Some submersibles, such as bathyscaphes, dive and re-surface solely by controlling their buoyancy. They flood ballast tanks to submerge, then to re-surface either drop discardable ballast weights, or used stored compressed air to blow their ballast tanks clear of water, becoming buoyant again.
Submarines are larger, more sophisticated and have powerful underwater propulsion. They must travel horizontal distances submerged, require precise control of depth, yet do not descend so deeply, nor need to diver vertically on station. Their primary means of controlling depth are thus their diving planes, in combination with forward motion. At the surface the ballast tanks are emptied to give positive buoyancy. When diving, the tanks are partially flooded to achieve neutral buoyancy. The planes are then adjusted together to drive the hull downwards, whilst still level. For a steeper dive, the stern planes may be reversed and used to pitch the hull downwards.

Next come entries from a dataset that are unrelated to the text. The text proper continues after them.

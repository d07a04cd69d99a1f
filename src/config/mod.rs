//! Configuration system
//!
//! Handles TOML config file parsing and CLI argument merging. All time spans
//! are whole seconds or milliseconds, named by unit; conversion to
//! `Duration` happens in the accessor methods below.

pub mod builder;
pub mod file;

pub use builder::ConfigBuilder;
pub use file::ConfigFile;

use crate::alerts::{
    to_alert_rules, to_channels, AlertRuleConfig, ChannelConfig, EvaluatorConfig, LifecycleConfig,
};
use crate::bus::EventBusConfig;
use crate::domain::{AlertRule, Channel};
use crate::error::ConfigError;
use crate::gateway::GatewayConfig;
use crate::notify::DeliveryPolicy;
use serde::{Deserialize, Serialize};
use std::collections::HashSet;
use std::path::PathBuf;
use std::time::Duration;

/// Main configuration structure
#[derive(Debug, Clone, Default, Serialize, Deserialize)]
#[serde(default)]
pub struct Config {
    /// General settings
    pub general: GeneralConfig,
    /// Notification delivery settings
    pub notification: NotificationConfig,
    /// Event bus settings
    pub bus: BusConfig,
    /// Subscription gateway settings
    pub gateway: GatewaySettings,
    /// Notification channels
    pub channels: Vec<ChannelConfig>,
    /// Alert rules
    pub rules: Vec<AlertRuleConfig>,
}

/// General configuration
#[derive(Debug, Clone, Serialize, Deserialize)]
#[serde(default)]
pub struct GeneralConfig {
    /// Enable verbose logging
    pub verbose: bool,
    /// Engine tick interval in seconds
    pub check_interval_secs: u64,
    /// Expected spacing between samples of one metric, in seconds
    pub sample_interval_secs: u64,
    /// Sample gap that resets a running hold, in seconds
    pub staleness_secs: u64,
    /// Maximum recovered alerts to keep in history
    pub max_history: usize,
    /// Separate rule file; defaults to the `[[rules]]` of this file
    #[serde(skip_serializing_if = "Option::is_none")]
    pub rules_file: Option<PathBuf>,
}

impl Default for GeneralConfig {
    fn default() -> Self {
        Self {
            verbose: false,
            check_interval_secs: 5,
            sample_interval_secs: 5,
            staleness_secs: 15,
            max_history: 1000,
            rules_file: None,
        }
    }
}

/// Notification delivery configuration
#[derive(Debug, Clone, Serialize, Deserialize)]
#[serde(default)]
pub struct NotificationConfig {
    /// Attempts per channel per dispatch, including the first
    pub max_attempts: u32,
    /// Delay before the first retry in milliseconds; doubles per retry
    pub backoff_base_ms: u64,
    /// Bound on one send in seconds
    pub timeout_secs: u64,
    /// Send a notification when an announced alert recovers
    pub notify_on_recovery: bool,
}

impl Default for NotificationConfig {
    fn default() -> Self {
        Self {
            max_attempts: 3,
            backoff_base_ms: 1000,
            timeout_secs: 10,
            notify_on_recovery: true,
        }
    }
}

/// Event bus configuration
#[derive(Debug, Clone, Serialize, Deserialize)]
#[serde(default)]
pub struct BusConfig {
    /// Events kept for replay
    pub history_capacity: usize,
    /// Per-subscriber queue length
    pub queue_capacity: usize,
}

impl Default for BusConfig {
    fn default() -> Self {
        Self {
            history_capacity: 100,
            queue_capacity: 256,
        }
    }
}

/// Subscription gateway configuration
#[derive(Debug, Clone, Serialize, Deserialize)]
#[serde(default)]
pub struct GatewaySettings {
    /// Bound on one send to a connection in milliseconds
    pub send_timeout_ms: u64,
    /// Buffer length for stream subscriptions
    pub queue_capacity: usize,
}

impl Default for GatewaySettings {
    fn default() -> Self {
        Self {
            send_timeout_ms: 1000,
            queue_capacity: 64,
        }
    }
}

impl Config {
    /// Configuration written by `alertctl init`
    pub fn starter() -> Self {
        Self {
            channels: vec![ChannelConfig::example()],
            rules: AlertRuleConfig::default_rules(),
            ..Self::default()
        }
    }

    /// Engine tick interval
    pub fn check_interval(&self) -> Duration {
        Duration::from_secs(self.general.check_interval_secs)
    }

    /// Evaluator settings
    pub fn evaluator_config(&self) -> EvaluatorConfig {
        EvaluatorConfig {
            sample_interval: Duration::from_secs(self.general.sample_interval_secs),
            staleness: Duration::from_secs(self.general.staleness_secs),
        }
    }

    /// Lifecycle manager settings
    pub fn lifecycle_config(&self) -> LifecycleConfig {
        LifecycleConfig {
            max_history: self.general.max_history,
        }
    }

    /// Event bus settings
    pub fn bus_config(&self) -> EventBusConfig {
        EventBusConfig {
            history_capacity: self.bus.history_capacity,
            queue_capacity: self.bus.queue_capacity,
        }
    }

    /// Gateway settings
    pub fn gateway_config(&self) -> GatewayConfig {
        GatewayConfig {
            send_timeout: Duration::from_millis(self.gateway.send_timeout_ms),
            queue_capacity: self.gateway.queue_capacity,
        }
    }

    /// Channel delivery policy
    pub fn delivery_policy(&self) -> DeliveryPolicy {
        DeliveryPolicy {
            max_attempts: self.notification.max_attempts,
            backoff_base: Duration::from_millis(self.notification.backoff_base_ms),
            timeout: Duration::from_secs(self.notification.timeout_secs),
        }
    }

    /// Enabled rules as domain types
    pub fn to_rules(&self) -> Result<Vec<AlertRule>, ConfigError> {
        to_alert_rules(&self.rules)
    }

    /// Channels as domain types
    pub fn to_channels(&self) -> Result<Vec<Channel>, ConfigError> {
        to_channels(&self.channels)
    }

    /// Validate the whole configuration
    ///
    /// Returns warnings for problems that only surface at runtime, such as
    /// rules naming a channel that is not configured.
    pub fn validate(&self) -> Result<Vec<String>, ConfigError> {
        let positive = [
            ("general.check_interval_secs", self.general.check_interval_secs),
            ("general.sample_interval_secs", self.general.sample_interval_secs),
            ("notification.max_attempts", u64::from(self.notification.max_attempts)),
            ("notification.timeout_secs", self.notification.timeout_secs),
            ("gateway.send_timeout_ms", self.gateway.send_timeout_ms),
        ];
        for (key, value) in positive {
            if value == 0 {
                return Err(ConfigError::InvalidValue {
                    key: key.to_string(),
                    message: "must be greater than zero".to_string(),
                });
            }
        }
        if self.general.staleness_secs < self.general.sample_interval_secs {
            return Err(ConfigError::InvalidValue {
                key: "general.staleness_secs".to_string(),
                message: format!(
                    "must be at least the sample interval ({}s)",
                    self.general.sample_interval_secs
                ),
            });
        }

        let channels = self.to_channels()?;
        let rules = self.to_rules()?;

        let known: HashSet<&str> = channels.iter().map(|c| c.id.as_str()).collect();
        let mut warnings = Vec::new();
        for rule in &rules {
            if rule.channels.is_empty() {
                warnings.push(format!("Rule '{}' has no notification channels", rule.id));
            }
            for channel in rule.channels.iter().filter(|c| !known.contains(c.as_str())) {
                warnings.push(format!(
                    "Rule '{}' references unknown channel '{}'",
                    rule.id, channel
                ));
            }
        }

        Ok(warnings)
    }
}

Submerging is done by opening the vents in the top of the ballast tanks, as well as opening the valves in the bottom. This allows water to flooding into the tank, and allows the air already present inside the tank to escape through the top vents. as the air escapes from the tank, the vessel's buoyancy decreases, thus causing it to sink. In order for the submarine to surface, the vents in the top of the ballast tanks are shut, and compressed air is allowed into the tanks. The high-pressure air pocket pushes the water out through the bottom valves and increases the vessel's buoyancy, causing it to rise. A submarine may have several types of ballast tank: the main ballast tanks, which are the main tanks used for diving and surfacing, and trimming tanks, which are used to adjust the submarine's attitude (its 'trim') both on the surface and when underwater.
Ballast tanks are also integral to the stability and operation of deepwater offshore oil platforms and floating wind turbines. The ballast facilitates "hydrodynamic stability by moving the center-of-mass as low as possible, placing [it] beneath the [air-filled] buoyancy tank."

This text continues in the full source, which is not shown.